# M&P c 45 Mag



## Viper (Jul 6, 2009)

Anyone else had a problem getting 8 rounds in the M&P flush mag. The one with the finger extension was no problem, but even with an UpLULA I could only manage 7 in the flush baseplate mag. I've had new tight mags before, but not this tight.


----------



## Sully2 (Mar 9, 2010)

Viper said:


> Anyone else had a problem getting 8 rounds in the M&P flush mag. The one with the finger extension was no problem, but even with an UpLULA I could only manage 7 in the flush baseplate mag. I've had new tight mags before, but not this tight.

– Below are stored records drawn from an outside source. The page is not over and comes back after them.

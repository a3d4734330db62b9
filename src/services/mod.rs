//! Service catalogue.
//!
//! # Data Flow
//! ```text
//! configuration.serviceNameList
//!     → ServiceName::from_name (unknown names dropped)
//!     → service_routes (route entries under each service root)
//!     → RouteTable::new
//! ```
//!
//! # Design Decisions
//! - The set of service names is closed; only `namf-comm` carries routes here
//! - Operation semantics live behind [`OperationHandler`]
//! - Outgoing status change notifications go through [`StatusChangeNotifier`]

pub mod communication;
pub mod handler;
pub mod status;

use std::fmt;

use crate::routing::{RouteEntry, RouteError, RouteTable};

pub use communication::Operation;
pub use handler::{OperationHandler, UnimplementedHandler};
pub use status::{AmfStatus, LoggingStatusNotifier, NotifyError, StatusChangeNotifier};

/// Services this NF can expose.
#[derive(Debug, Clone, Copy, PartialEq, Eq, Hash)]
pub enum ServiceName {
    NamfComm,
    NamfEvts,
    NamfMt,
    NamfLoc,
}

impl ServiceName {
    pub const ALL: [ServiceName; 4] = [
        ServiceName::NamfComm,
        ServiceName::NamfEvts,
        ServiceName::NamfMt,
        ServiceName::NamfLoc,
    ];

    pub fn from_name(name: &str) -> Option<Self> {
        Self::ALL.into_iter().find(|s| s.as_str() == name)
    }

    pub fn as_str(&self) -> &'static str {
        match self {
            ServiceName::NamfComm => "namf-comm",
            ServiceName::NamfEvts => "namf-evts",
            ServiceName::NamfMt => "namf-mt",
            ServiceName::NamfLoc => "namf-loc",
        }
    }

    /// API root, e.g. `/namf-comm/v1`.
    pub fn api_root(&self) -> String {
        format!("/{}/v1", self.as_str())
    }

    /// Route entries served for this service.
    pub fn routes(&self) -> Vec<RouteEntry> {
        match self {
            ServiceName::NamfComm => communication::routes(&self.api_root()),
            ServiceName::NamfEvts | ServiceName::NamfMt | ServiceName::NamfLoc => Vec::new(),
        }
    }
}

impl fmt::Display for ServiceName {
    fn fmt(&self, f: &mut fmt::Formatter<'_>) -> fmt::Result {
        f.write_str(self.as_str())
    }
}

/// Resolve configured names, keeping order and dropping unknown or repeated ones.
pub fn enabled_services(names: &[String]) -> Vec<ServiceName> {
    let mut services = Vec::new();
    for name in names {
        match ServiceName::from_name(name) {
            Some(service) if !services.contains(&service) => services.push(service),
            Some(_) => {}
            None => tracing::debug!(service = %name, "Skipping unknown service name"),
        }
    }
    services
}

/// Build the route table for the enabled services.
pub fn build_route_table(services: &[ServiceName]) -> Result<RouteTable, RouteError> {
    RouteTable::new(services.iter().flat_map(ServiceName::routes).collect())
}

#[cfg(test)]
mod tests {
    use super::*;

    #[test]
    fn unknown_and_repeated_names_are_dropped() {
        let names = vec!["namf-comm".to_string(), "nudm-sdm".to_string(), "namf-comm".to_string(), "namf-loc".to_string()];
        assert_eq!(enabled_services(&names), vec![ServiceName::NamfComm, ServiceName::NamfLoc]);
    }

    #[test]
    fn only_comm_has_routes() {
        let table = build_route_table(&ServiceName::ALL).unwrap();
        assert_eq!(table.len(), 16);
        assert!(table.iter().all(|r| r.pattern.as_str().starts_with("/namf-comm/v1/")));
    }

    #[test]
    fn building_twice_is_identical() {
        let a = build_route_table(&[ServiceName::NamfComm]).unwrap();
        let b = build_route_table(&[ServiceName::NamfComm]).unwrap();
        let keys = |t: &RouteTable| t.iter().map(|r| (r.method.clone(), r.pattern.to_string())).collect::<Vec<_>>();
        assert_eq!(keys(&a), keys(&b));
    }
}
//! Response envelopes and their wire serialization.
//!
//! # Responsibilities
//! - Carry the handler's status and tagged body
//! - Pick single-part JSON or `multipart/related` per route
//! - Turn serialization failures into a 500 problem
//!
//! # Design Decisions
//! - The body is a tagged enum; a response never carries both payload and problem
//! - Multipart is used only when a success payload meets the route's trigger status
//! - Problems are always single-part JSON with `status` mirroring the HTTP status

use axum::body::Body;
use axum::http::{header, HeaderValue, StatusCode};
use axum::response::Response;
use bytes::Bytes;
use serde::Serialize;
use serde_json::Value;

use crate::http::multipart::{self, BinaryPart, APPLICATION_JSON};
use crate::models::ProblemDetails;

/// Success payload: a JSON document plus optional binary parts.
#[derive(Debug, Clone, PartialEq)]
pub struct SuccessPayload {
    pub json: Value,
    pub binaries: Vec<BinaryPart>,
}

#[derive(Debug, Clone, PartialEq)]
pub enum ResponseBody {
    Empty,
    Success(SuccessPayload),
    Problem(ProblemDetails),
}

/// What an operation handler returns.
#[derive(Debug, Clone, PartialEq)]
pub struct ResponseEnvelope {
    pub status: StatusCode,
    pub body: ResponseBody,
}

impl ResponseEnvelope {
    /// Status with no body (e.g. 204).
    pub fn empty(status: StatusCode) -> Self {
        Self {
            status,
            body: ResponseBody::Empty,
        }
    }

    /// Success with a JSON document. A value that cannot be represented as
    /// JSON becomes a 500 problem.
    pub fn success<T: Serialize>(status: StatusCode, payload: &T) -> Self {
        Self::with_parts(status, payload, Vec::new())
    }

    /// Success with a JSON document and binary parts.
    pub fn with_parts<T: Serialize>(status: StatusCode, payload: &T, binaries: Vec<BinaryPart>) -> Self {
        match serde_json::to_value(payload) {
            Ok(json) => Self {
                status,
                body: ResponseBody::Success(SuccessPayload { json, binaries }),
            },
            Err(e) => Self::problem(ProblemDetails::system_failure(format!("failed to encode response: {}", e))),
        }
    }

    /// Failure response; the HTTP status follows `problem.status` (500 when absent).
    pub fn problem(problem: ProblemDetails) -> Self {
        let status = problem
            .status
            .and_then(|s| StatusCode::from_u16(s).ok())
            .unwrap_or(StatusCode::INTERNAL_SERVER_ERROR);
        Self {
            status,
            body: ResponseBody::Problem(problem),
        }
    }

    /// Reply for operations that are not implemented yet: 200 with `{}`.
    pub fn stub() -> Self {
        Self {
            status: StatusCode::OK,
            body: ResponseBody::Success(SuccessPayload {
                json: Value::Object(Default::default()),
                binaries: Vec::new(),
            }),
        }
    }

    /// Serialize onto the wire. `multipart_status` is the route's trigger status.
    pub fn into_response(self, multipart_status: Option<StatusCode>) -> Response {
        let status = self.status;
        let encoded = match self.body {
            ResponseBody::Empty => return plain(status, None, Bytes::new()),
            ResponseBody::Success(payload) => encode_success(status, payload, multipart_status),
            ResponseBody::Problem(mut problem) => {
                problem.status.get_or_insert(status.as_u16());
                encode_json(&problem).map(|body| (APPLICATION_JSON.to_string(), body))
            }
        };

        match encoded {
            Ok((content_type, body)) => plain(status, Some(&content_type), body),
            Err(detail) => {
                tracing::error!(status = %status, error = %detail, "Response serialization failed");
                system_failure_response(detail)
            }
        }
    }
}

fn encode_success(
    status: StatusCode,
    payload: SuccessPayload,
    multipart_status: Option<StatusCode>,
) -> Result<(String, Bytes), String> {
    let json = encode_json(&payload.json)?;
    if multipart_status == Some(status) {
        let (body, content_type) =
            multipart::encode_related(&json, &payload.binaries).map_err(|e| e.to_string())?;
        Ok((content_type, body))
    } else {
        Ok((APPLICATION_JSON.to_string(), json))
    }
}

fn encode_json<T: Serialize>(value: &T) -> Result<Bytes, String> {
    serde_json::to_vec(value).map(Bytes::from).map_err(|e| e.to_string())
}

fn system_failure_response(detail: String) -> Response {
    let problem = ProblemDetails::system_failure(detail);
    let body = serde_json::to_vec(&problem).unwrap_or_else(|_| b"{}".to_vec());
    plain(StatusCode::INTERNAL_SERVER_ERROR, Some(APPLICATION_JSON), Bytes::from(body))
}

fn plain(status: StatusCode, content_type: Option<&str>, body: Bytes) -> Response {
    let mut response = Response::new(Body::from(body));
    *response.status_mut() = status;
    if let Some(value) = content_type.and_then(|ct| HeaderValue::from_str(ct).ok()) {
        response.headers_mut().insert(header::CONTENT_TYPE, value);
    }
    response
}

#[cfg(test)]
mod tests {
    use super::*;
    use serde_json::json;

    async fn body_of(response: Response) -> Bytes {
        axum::body::to_bytes(response.into_body(), usize::MAX).await.unwrap()
    }

    fn content_type(response: &Response) -> &str {
        response.headers()[header::CONTENT_TYPE].to_str().unwrap()
    }

    #[tokio::test]
    async fn trigger_status_selects_multipart() {
        let envelope = ResponseEnvelope::with_parts(
            StatusCode::CREATED,
            &json!({"ueContext": {}}),
            vec![BinaryPart::new("ngap-sm", "application/vnd.3gpp.ngap", vec![9u8])],
        );
        let response = envelope.into_response(Some(StatusCode::CREATED));
        assert_eq!(response.status(), StatusCode::CREATED);
        assert!(content_type(&response).starts_with("multipart/related; boundary="));
    }

    #[tokio::test]
    async fn other_status_stays_json() {
        let envelope = ResponseEnvelope::success(StatusCode::OK, &json!({"a": 1}));
        let response = envelope.into_response(Some(StatusCode::CREATED));
        assert_eq!(content_type(&response), "application/json");
        assert_eq!(&body_of(response).await[..], br#"{"a":1}"#);
    }

    #[tokio::test]
    async fn problem_is_json_with_mirrored_status() {
        let problem = ProblemDetails::default().with_title("Context not found").with_cause("CONTEXT_NOT_FOUND");
        let mut envelope = ResponseEnvelope::problem(problem);
        envelope.status = StatusCode::NOT_FOUND;
        let response = envelope.into_response(Some(StatusCode::NOT_FOUND));
        assert_eq!(response.status(), StatusCode::NOT_FOUND);
        assert_eq!(content_type(&response), "application/json");
        let body: Value = serde_json::from_slice(&body_of(response).await).unwrap();
        assert_eq!(body["status"], 404);
        assert_eq!(body["cause"], "CONTEXT_NOT_FOUND");
    }

    #[tokio::test]
    async fn multipart_encode_failure_overrides_status() {
        let envelope = ResponseEnvelope::with_parts(
            StatusCode::CREATED,
            &json!({}),
            vec![BinaryPart::new("bad\nid", "application/octet-stream", Vec::new())],
        );
        let response = envelope.into_response(Some(StatusCode::CREATED));
        assert_eq!(response.status(), StatusCode::INTERNAL_SERVER_ERROR);
        let body: Value = serde_json::from_slice(&body_of(response).await).unwrap();
        assert_eq!(body["cause"], "SYSTEM_FAILURE");
    }

    #[tokio::test]
    async fn unserializable_payload_is_system_failure() {
        let mut map = std::collections::HashMap::new();
        map.insert((1u8, 2u8), "tuple keys are not JSON");
        let envelope = ResponseEnvelope::success(StatusCode::OK, &map);
        assert_eq!(envelope.status, StatusCode::INTERNAL_SERVER_ERROR);
        assert!(matches!(envelope.body, ResponseBody::Problem(ref p) if p.cause.as_deref() == Some("SYSTEM_FAILURE")));
    }

    #[tokio::test]
    async fn empty_body_has_no_content_type() {
        let response = ResponseEnvelope::empty(StatusCode::NO_CONTENT).into_response(None);
        assert_eq!(response.status(), StatusCode::NO_CONTENT);
        assert!(response.headers().get(header::CONTENT_TYPE).is_none());
    }

    #[tokio::test]
    async fn stub_is_empty_object() {
        let response = ResponseEnvelope::stub().into_response(None);
        assert_eq!(response.status(), StatusCode::OK);
        assert_eq!(&body_of(response).await[..], b"{}");
    }
}
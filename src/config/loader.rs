//! Configuration loading from disk.

use std::fs;
use std::path::Path;

use crate::config::schema::NfConfig;
use crate::config::validation::{validate_config, ValidationError};

/// Error type for configuration loading.
#[derive(Debug)]
pub enum ConfigError {
    Io(std::io::Error),
    Yaml(serde_yaml::Error),
    Toml(toml::de::Error),
    Validation(Vec<ValidationError>),
}

impl std::fmt::Display for ConfigError {
    fn fmt(&self, f: &mut std::fmt::Formatter<'_>) -> std::fmt::Result {
        match self {
            ConfigError::Io(e) => write!(f, "[Configuration] IO error: {}", e),
            ConfigError::Yaml(e) => write!(f, "[Configuration] YAML error: {}", e),
            ConfigError::Toml(e) => write!(f, "[Configuration] TOML error: {}", e),
            ConfigError::Validation(errors) => {
                write!(f, "[Configuration] Validation failed: ")?;
                for (i, err) in errors.iter().enumerate() {
                    if i > 0 {
                        write!(f, ", ")?;
                    }
                    write!(f, "{}", err)?;
                }
                Ok(())
            }
        }
    }
}

impl std::error::Error for ConfigError {}

/// Load and validate configuration. `.toml` files are read as TOML,
/// everything else as YAML.
pub fn load_config(path: &Path) -> Result<NfConfig, ConfigError> {
    let content = fs::read_to_string(path).map_err(ConfigError::Io)?;
    let is_toml = path.extension().and_then(|ext| ext.to_str()) == Some("toml");

    let config: NfConfig = if is_toml {
        toml::from_str(&content).map_err(ConfigError::Toml)?
    } else {
        serde_yaml::from_str(&content).map_err(ConfigError::Yaml)?
    };

    validate_config(&config).map_err(ConfigError::Validation)?;

    tracing::info!(path = %path.display(), "Configuration loaded");
    Ok(config)
}

#[cfg(test)]
mod tests {
    use super::*;
    use std::io::Write;

    const YAML: &str = r#"
info:
  version: 1.0.0
  description: AMF initial local configuration
configuration:
  amfName: AMF
  ngapIpList:
    - 127.0.0.1
  sbi:
    scheme: http
    registerIPv4: 127.0.0.18
    bindingIPv4: 127.0.0.18
    port: 8000
  serviceNameList:
    - namf-comm
    - namf-evts
  servedGuamiList:
    - plmnId:
        mcc: "208"
        mnc: "93"
      amfId: cafe00
  supportTaiList:
    - plmnId:
        mcc: "208"
        mnc: "93"
      tac: "1"
  plmnSupportList:
    - plmnId:
        mcc: "208"
        mnc: "93"
      snssaiList:
        - sst: 1
          sd: "010203"
  supportDnnList:
    - internet
  nrfUri: http://127.0.0.10:8000
  security:
    integrityOrder: [NIA2]
    cipheringOrder: [NEA0]
  networkName:
    full: free5GC
    short: free
  t3502: 720
  t3512: 3600
  non3gppDeregistrationTimer: 3240
"#;

    fn write_temp(suffix: &str, content: &str) -> tempfile::NamedTempFile {
        let mut file = tempfile::Builder::new().suffix(suffix).tempfile().unwrap();
        file.write_all(content.as_bytes()).unwrap();
        file
    }

    #[test]
    fn loads_yaml_document() {
        let file = write_temp(".yaml", YAML);
        let config = load_config(file.path()).unwrap();
        let configuration = &config.configuration;
        assert_eq!(config.info.version, "1.0.0");
        assert_eq!(configuration.service_name_list, vec!["namf-comm", "namf-evts"]);
        assert_eq!(configuration.served_guami_list[0].amf_id, "cafe00");
        assert_eq!(configuration.plmn_support_list[0].snssai_list[0].sd.as_deref(), Some("010203"));
        assert_eq!(configuration.network_name.full, "free5GC");
        assert_eq!(configuration.sbi.port, 8000);
    }

    #[test]
    fn loads_toml_document() {
        let toml = "[configuration]\namfName = \"AMF-T\"\nnrfUri = \"http://127.0.0.1:29510\"\n\n[configuration.sbi]\nport = 29518\n";
        let file = write_temp(".toml", toml);
        let config = load_config(file.path()).unwrap();
        assert_eq!(config.configuration.amf_name, "AMF-T");
        assert_eq!(config.configuration.sbi.port, 29518);
    }

    #[test]
    fn missing_file_is_io_error() {
        let err = load_config(Path::new("/nonexistent/amfcfg.yaml")).unwrap_err();
        assert!(matches!(err, ConfigError::Io(_)));
    }

    #[test]
    fn invalid_values_are_all_reported() {
        let yaml = "configuration:\n  sbi:\n    scheme: ftp\n    port: 0\n  nrfUri: not a uri\n";
        let file = write_temp(".yaml", yaml);
        match load_config(file.path()).unwrap_err() {
            ConfigError::Validation(errors) => assert_eq!(errors.len(), 3),
            other => panic!("unexpected error: {}", other),
        }
    }

    #[test]
    fn malformed_yaml_is_parse_error() {
        let file = write_temp(".yml", "configuration: [unclosed");
        assert!(matches!(load_config(file.path()).unwrap_err(), ConfigError::Yaml(_)));
    }
}
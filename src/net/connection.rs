//! Connection identity and lifecycle tracking.
//!
//! # Responsibilities
//! - Generate unique connection IDs for tracing
//! - Count active connections
//! - Let the shutdown path wait for the count to reach zero

use std::sync::atomic::{AtomicU64, Ordering};
use std::sync::Arc;
use std::time::Duration;
use tokio::sync::watch;

/// Global atomic counter for connection IDs.
/// Relaxed ordering is sufficient since only uniqueness is needed.
static CONNECTION_ID_COUNTER: AtomicU64 = AtomicU64::new(1);

/// Unique identifier for a connection.
#[derive(Debug, Clone, Copy, PartialEq, Eq, Hash, PartialOrd, Ord)]
pub struct ConnectionId(u64);

impl ConnectionId {
    pub fn new() -> Self {
        Self(CONNECTION_ID_COUNTER.fetch_add(1, Ordering::Relaxed))
    }

    pub fn as_u64(&self) -> u64 {
        self.0
    }
}

impl Default for ConnectionId {
    fn default() -> Self {
        Self::new()
    }
}

impl std::fmt::Display for ConnectionId {
    fn fmt(&self, f: &mut std::fmt::Formatter<'_>) -> std::fmt::Result {
        write!(f, "conn-{}", self.0)
    }
}

/// Tracks active connections for graceful shutdown.
///
/// The count is published on a watch channel so waiters wake on every change
/// instead of polling.
#[derive(Debug, Clone)]
pub struct ConnectionTracker {
    active: Arc<watch::Sender<u64>>,
}

impl ConnectionTracker {
    pub fn new() -> Self {
        let (tx, _) = watch::channel(0);
        Self { active: Arc::new(tx) }
    }

    /// Record a new active connection. Returns a guard that decrements on drop.
    pub fn track(&self) -> ConnectionGuard {
        self.active.send_modify(|n| *n += 1);
        ConnectionGuard {
            active: Arc::clone(&self.active),
            id: ConnectionId::new(),
        }
    }

    pub fn active_count(&self) -> u64 {
        *self.active.borrow()
    }

    /// Wait until no connection is active. Returns false if `timeout` elapsed first.
    pub async fn wait_idle(&self, timeout: Duration) -> bool {
        let mut rx = self.active.subscribe();
        let idle = match tokio::time::timeout(timeout, rx.wait_for(|n| *n == 0)).await {
            Ok(result) => result.is_ok(),
            Err(_) => false,
        };
        idle
    }
}

impl Default for ConnectionTracker {
    fn default() -> Self {
        Self::new()
    }
}

/// Guard that tracks a connection's lifetime.
#[derive(Debug)]
pub struct ConnectionGuard {
    active: Arc<watch::Sender<u64>>,
    id: ConnectionId,
}

impl ConnectionGuard {
    pub fn id(&self) -> ConnectionId {
        self.id
    }
}

impl Drop for ConnectionGuard {
    fn drop(&mut self) {
        self.active.send_modify(|n| *n = n.saturating_sub(1));
        tracing::trace!(connection_id = %self.id, "Connection closed");
    }
}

The magazine lower extension shouldnt have ANY bearing on its capacity...it sure doesnt on my 9mm. Load them up with as many as you can get it them and let them sit...2 weeks isnt too long. The spring will weaken slightly and you'll be good to go then


----------



## Viper (Jul 6, 2009)

Yes I realize that only the base plate is different. I was just differentiating. I've loaded 7 rounds in the problem mag, and hope that it will loosen over time. I've had dozens of new mags and this is the first time the UpLULA couldn't load the mag fully. I did disassemble it, but noticed no burrs or anything else unusual.

Thanks,


----------



## Dougsboy (Mar 20, 2009)

Viper said:


> Yes I realize that only the base plate is different. I was just differentiating. I've loaded 7 rounds in the problem mag, and hope that it will loosen over time. I've had dozens of new mags and this is the first time the UpLULA couldn't load the mag fully. I did disassemble it, but noticed no burrs or anything else unusual.
> 
> Thanks,


Just purchased my M&P 45C today and experienced the same problem. I was able to get 8 in one of them but when I tried to insert it in the mag well, it wouldn't insert all the way.


----------



## Hogrider05 (Feb 19, 2010)

Dougsboy said:


> Just purchased my M&P 45C today and experienced the same problem. I was able to get 8 in one of them but when I tried to insert it in the mag well, it wouldn't insert all the way.


They are hard to seat with a full mag just give it a good hard push it will go.


----------